I can’t keep track of the number of times I’ve heard (or said) the phrase “God opens and closes doors,” but last night the Lord challenged me with a question that rattled my brain a bit:
Why do I limit Him to the confines of a house?
I have kept God in a metaphorical “one bedroom flat” my entire life. The flat has two doors and one small window incase of emergencies, and it has limited His power and His ability to work in my life for years. But, last night while I was lying in bed having a minor panic attack about how my money is running out and how my plans for the future keep getting screwed up, God told me to burn the metaphorical flat down.
So, I did. I set a fire to my expectations, my fears, my worries, and my 5 year plan. I set a fire to people pleasing, to following the crowd, and to stereotyping Christianity. I set a fire to who I thought God was and to who I used to be. Now, I stand out in the open – vulnerable to the world – ready to be used and lead by my Awesome Dad. There’s no turning back now.

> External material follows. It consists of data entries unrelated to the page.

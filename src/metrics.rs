//! Quality measures for binary classifiers emitting probabilities
//!
use crate::dataset::Pr;
use crate::error::{Error, Result};
use ndarray::{ArrayBase, Data, Ix1};

/// Classification metrics for probability predictions against boolean ground
/// truth.
pub trait BinaryClassification {
    /// Mean negative log-likelihood of the targets under the predicted
    /// probabilities. Probabilities are clamped away from zero and one
    /// before taking logarithms.
    fn log_loss(&self, targets: &[bool]) -> Result<f32>;

    /// Fraction of samples classified correctly at the 0.5 threshold.
    fn accuracy(&self, targets: &[bool]) -> Result<f32>;
}

const EPS: f32 = 1e-7;

impl BinaryClassification for [Pr] {
    fn log_loss(&self, targets: &[bool]) -> Result<f32> {
        if self.len() != targets.len() {
            return Err(Error::MismatchedSamples {
                expected: self.len(),
                found: targets.len(),
            });
        }
        if self.is_empty() {
            return Err(Error::Parameters("no samples to evaluate".to_string()));
        }

        let total: f32 = self
            .iter()
            .zip(targets.iter())
            .map(|(p, &y)| {
                let p = p.0.max(EPS).min(1.0 - EPS);
                if y {
                    -p.ln()
                } else {
                    -(1.0 - p).ln()
                }
            })
            .sum();

        Ok(total / self.len() as f32)
    }

    fn accuracy(&self, targets: &[bool]) -> Result<f32> {
        if self.len() != targets.len() {
            return Err(Error::MismatchedSamples {
                expected: self.len(),
                found: targets.len(),
            });
        }
        if self.is_empty() {
            return Err(Error::Parameters("no samples to evaluate".to_string()));
        }

        let hits = self
            .iter()
            .zip(targets.iter())
            .filter(|(p, &y)| (p.0 >= 0.5) == y)
            .count();

        Ok(hits as f32 / self.len() as f32)
    }
}

impl<S: Data<Elem = Pr>> BinaryClassification for ArrayBase<S, Ix1> {
    fn log_loss(&self, targets: &[bool]) -> Result<f32> {
        self.as_slice().expect("contiguous predictions").log_loss(targets)
    }

    fn accuracy(&self, targets: &[bool]) -> Result<f32> {
        self.as_slice().expect("contiguous predictions").accuracy(targets)
    }
}

#[cfg(test)]
mod tests {
    use super::*;
    use ndarray::array;

    #[test]
    fn log_loss_of_confident_predictions_is_small() {
        let predictions = array![Pr(0.99), Pr(0.01)];
        let loss = predictions.log_loss(&[true, false]).unwrap();
        assert!(loss < 0.02);
    }

    #[test]
    fn log_loss_penalizes_confident_mistakes() {
        let good = array![Pr(0.9), Pr(0.1)].log_loss(&[true, false]).unwrap();
        let bad = array![Pr(0.1), Pr(0.9)].log_loss(&[true, false]).unwrap();
        assert!(bad > good);
    }

    #[test]
    fn accuracy_counts_threshold_hits() {
        let predictions = array![Pr(0.8), Pr(0.3), Pr(0.6), Pr(0.2)];
        let acc = predictions
            .accuracy(&[true, false, false, false])
            .unwrap();
        assert_eq!(acc, 0.75);
    }

    #[test]
    fn mismatched_lengths_error() {
        let predictions = array![Pr(0.5)];
        assert!(predictions.log_loss(&[true, false]).is_err());
    }
}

It’s a really scary place to be, but when I look back through the bible at all of the other crazy people who decided to follow God in reckless abandonment, I am comforted by the fact that I’m not alone. Abraham almost had to kill his only son after God promised him decedents that would number the stars, Gideon had to fight a battle against over 100,000 men with only 300 soldiers, and Paul was thrown in prison and beat up because of His hope in Jesus. If they can move forward in faith, so can I.
I moved here 8 months ago, and within this past year God has turned my entire world upside down. I came to coach soccer and impact the lives of little kids, but He had something much greater in mind. I’ve worked with the training4changeS after school futsal program to keep kids off the streets and to equip them with life skills and a safe place to play and grow. I’ve partnered with STOP human trafficking South Africa to teach kids about love and purity along with the dangers of sex trafficking and prostitution. I’ve spent time in Drakenstein Prison building relationships, sharing the Word, and playing soccer with the boys from Ambassadors Football. Not to mention, I’ve been given the amazing privilege of playing the sport I love for a team that has become my second family.

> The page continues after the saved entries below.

//! Batch validation shared by all model shapes.
//!
//! Every check here runs before the first mutation of any weight store, so
//! a rejected call leaves the model exactly as it was.

use sprs::CsMat;
use trickle::dataset::AsSingleTargets;
use trickle::{DatasetBase, Float};

use crate::error::{FtrlError, Result};

/// Validate a training batch: CSR storage, one target per row, and (when
/// present) one weight per row.
pub(crate) fn validate_fit_batch<F, T>(dataset: &DatasetBase<CsMat<F>, T>) -> Result<()>
where
    F: Float,
    T: AsSingleTargets<Elem = bool>,
{
    let x = dataset.records();
    if !x.is_csr() {
        return Err(FtrlError::UnsupportedStorage);
    }

    let nsamples = x.rows();
    let ntargets = dataset.targets().as_single_targets().len();
    if ntargets != nsamples {
        return Err(FtrlError::MismatchedTargetCount {
            expected: nsamples,
            found: ntargets,
        });
    }

    if !dataset.weights.is_empty() && dataset.weights.len() != nsamples {
        return Err(FtrlError::MismatchedWeightCount {
            expected: nsamples,
            found: dataset.weights.len(),
        });
    }

    Ok(())
}

/// Validate a prediction batch against the width the model was sized for.
pub(crate) fn validate_predict_batch<F: Float>(x: &CsMat<F>, nfeatures: usize) -> Result<()> {
    if !x.is_csr() {
        return Err(FtrlError::UnsupportedStorage);
    }
    check_width(x, nfeatures)
}

/// The dimension guard: the batch's column count must equal the model's
/// configured hash width.
pub(crate) fn check_width<F: Float>(x: &CsMat<F>, nfeatures: usize) -> Result<()> {
    if x.cols() != nfeatures {
        return Err(FtrlError::DimensionMismatch {
            expected: nfeatures,
            found: x.cols(),
        });
    }
    Ok(())
}
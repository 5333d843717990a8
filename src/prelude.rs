//! Helper re-exports to simplify the use of common traits
pub use crate::dataset::{
    AsSingleTargets, Dataset, DatasetBase, Float, Pr, Records, SparseDataset,
};
pub use crate::error::Error;
pub use crate::metrics::BinaryClassification;
pub use crate::param_guard::ParamGuard;
pub use crate::traits::{Fit, FitWith, Predict, PredictInplace};
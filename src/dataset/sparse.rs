use super::Float;

/// Collect one CSR row into `buf` as ordered `(index, value)` pairs.
///
/// Duplicate indices are summed into a single entry. CSR storage keeps the
/// indices of a row in nondecreasing order, so duplicates are always
/// adjacent. The whole row is folded either way; the return value is
/// `false` when any value was non-finite, letting training passes reject
/// the row before touching any model state.
pub fn fold_row_into<F: Float>(indices: &[usize], values: &[F], buf: &mut Vec<(usize, F)>) -> bool {
    buf.clear();
    let mut finite = true;
    for (&idx, &value) in indices.iter().zip(values.iter()) {
        finite &= value.is_finite();
        match buf.last_mut() {
            Some((last, acc)) if *last == idx => *acc += value,
            _ => buf.push((idx, value)),
        }
    }
    finite
}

Whew. Ok. Fast forward to today.
Well, a lot of things have changed. Firstly, I am no longer coaching, and to be honest, I never saw that coming. However, as more stepping stones are being lit up on my path, I’ve realized that the road looks a bit different than I thought it would. But, it’s a road that is better than anything I could have imagined, and God knows the desires of my heart better than I do, so my only responsibilities are to be willing and available.
I am investing more and more of my time working with the youth, especially girls. God keeps putting me in situations where He uses me to speak and teach about the things I struggle with most, and it is absolutely insane. Purity is a huge area of weakness for me, yet He has me working and speaking at girls conferences and churches and schools about sex and love and lust. Every time I speak, I know that He’s really the One doing the talking, and every time I feel accused and judged by the enemy for not being “good enough,” “pure enough,” or “holy enough,” I am reminded that Jesus loved me even in my darkest times. His power is made perfect in my weakness, and His grace shines brightest in the darkest places of my heart. And that’s enough to make me fall on my knees in worship.

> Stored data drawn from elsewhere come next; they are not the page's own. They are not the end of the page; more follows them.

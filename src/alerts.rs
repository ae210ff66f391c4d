//! Alerting collaborator.
//!
//! Alerts are fire-and-forget: a failing or slow alert channel is logged and
//! otherwise ignored, it never changes a job's outcome.

use async_trait::async_trait;
use serde::Serialize;
use serde_json::json;
use std::sync::Arc;
use std::time::Duration;
use tracing::{info, warn};

#[derive(Debug, Clone, PartialEq, Serialize)]
pub struct FailureAlert {
    pub agent: String,
    pub job_type: String,
    pub error: String,
    pub consecutive_failures: u32,
}

#[async_trait]
pub trait Alerter: Send + Sync {
    async fn send_failure_alert(&self, alert: &FailureAlert) -> anyhow::Result<()>;

    async fn send_budget_alert(&self, text: &str) -> anyhow::Result<()>;
}

/// Deliver an alert without letting its failure escape.
pub async fn fire_and_forget<F>(timeout: Duration, what: &str, send: F)
where
    F: std::future::Future<Output = anyhow::Result<()>>,
{
    match tokio::time::timeout(timeout, send).await {
        Ok(Ok(())) => {}
        Ok(Err(e)) => warn!(alert = what, error = %e, "Alert delivery failed"),
        Err(_) => warn!(alert = what, timeout_ms = timeout.as_millis() as u64, "Alert delivery timed out"),
    }
}

/// Writes alerts to the log only
#[derive(Debug, Default)]
pub struct LogAlerter;

#[async_trait]
impl Alerter for LogAlerter {
    async fn send_failure_alert(&self, alert: &FailureAlert) -> anyhow::Result<()> {
        warn!(
            agent = %alert.agent,
            job_type = %alert.job_type,
            consecutive_failures = alert.consecutive_failures,
            error = %alert.error,
            "Agent failure alert"
        );
        Ok(())
    }

    async fn send_budget_alert(&self, text: &str) -> anyhow::Result<()> {
        warn!(text, "Budget alert");
        Ok(())
    }
}

/// Posts alerts to a Slack-compatible incoming webhook
#[derive(Debug, Clone)]
pub struct WebhookAlerter {
    client: reqwest::Client,
    url: String,
}

impl WebhookAlerter {
    pub fn new(url: impl Into<String>, timeout: Duration) -> anyhow::Result<Self> {
        let client = reqwest::Client::builder().timeout(timeout).build()?;
        Ok(Self {
            client,
            url: url.into(),
        })
    }

    async fn post(&self, text: String) -> anyhow::Result<()> {
        let response = self
            .client
            .post(&self.url)
            .json(&json!({ "text": text }))
            .send()
            .await?;
        response.error_for_status()?;
        Ok(())
    }
}

#[async_trait]
impl Alerter for WebhookAlerter {
    async fn send_failure_alert(&self, alert: &FailureAlert) -> anyhow::Result<()> {
        let text = format!(
            ":rotating_light: Agent `{}` failed {} times in a row (last job type `{}`): {}",
            alert.agent, alert.consecutive_failures, alert.job_type, alert.error
        );
        self.post(text).await?;
        info!(agent = %alert.agent, "Failure alert delivered");
        Ok(())
    }

    async fn send_budget_alert(&self, text: &str) -> anyhow::Result<()> {
        self.post(format!(":moneybag: {text}")).await
    }
}

/// Pick the configured alerter: webhook when a URL is set, log otherwise.
pub fn alerter_from_config(config: &crate::config::AlertConfig) -> anyhow::Result<Arc<dyn Alerter>> {
    match &config.webhook_url {
        Some(url) => Ok(Arc::new(WebhookAlerter::new(
            url.clone(),
            Duration::from_millis(config.timeout_ms),
        )?)),
        None => Ok(Arc::new(LogAlerter)),
    }
}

I am going to be spending much more time working alongside STOP human trafficking who’s aim is to save girls who are being sold, abused, and used for sex. I have been given the opportunity to write STOP’s blog posts and to speak in front of the hundreds of kids we reach out to when we present the Valuable to Jesus and the Traffic Proof Prevention programs to them. Also, (and this is a HUGE also) I have been asked to join the STOP team on a week long trip to Uganda next March to help train up the army staff and their wives in human trafficking prevention. We are also going to do an outreach to a refugee camp in the North of Uganda, and I may even get to teach the girls soccer!
To help equip me for this adventure, I am hoping to attend an International Human Trafficking Conference for Africa in October in Simon’s Town, SA. It’s a three day long conference that will teach us about Illegal Migration, Human Smuggling, and Trafficking. I am pretty pumped up about the opportunity!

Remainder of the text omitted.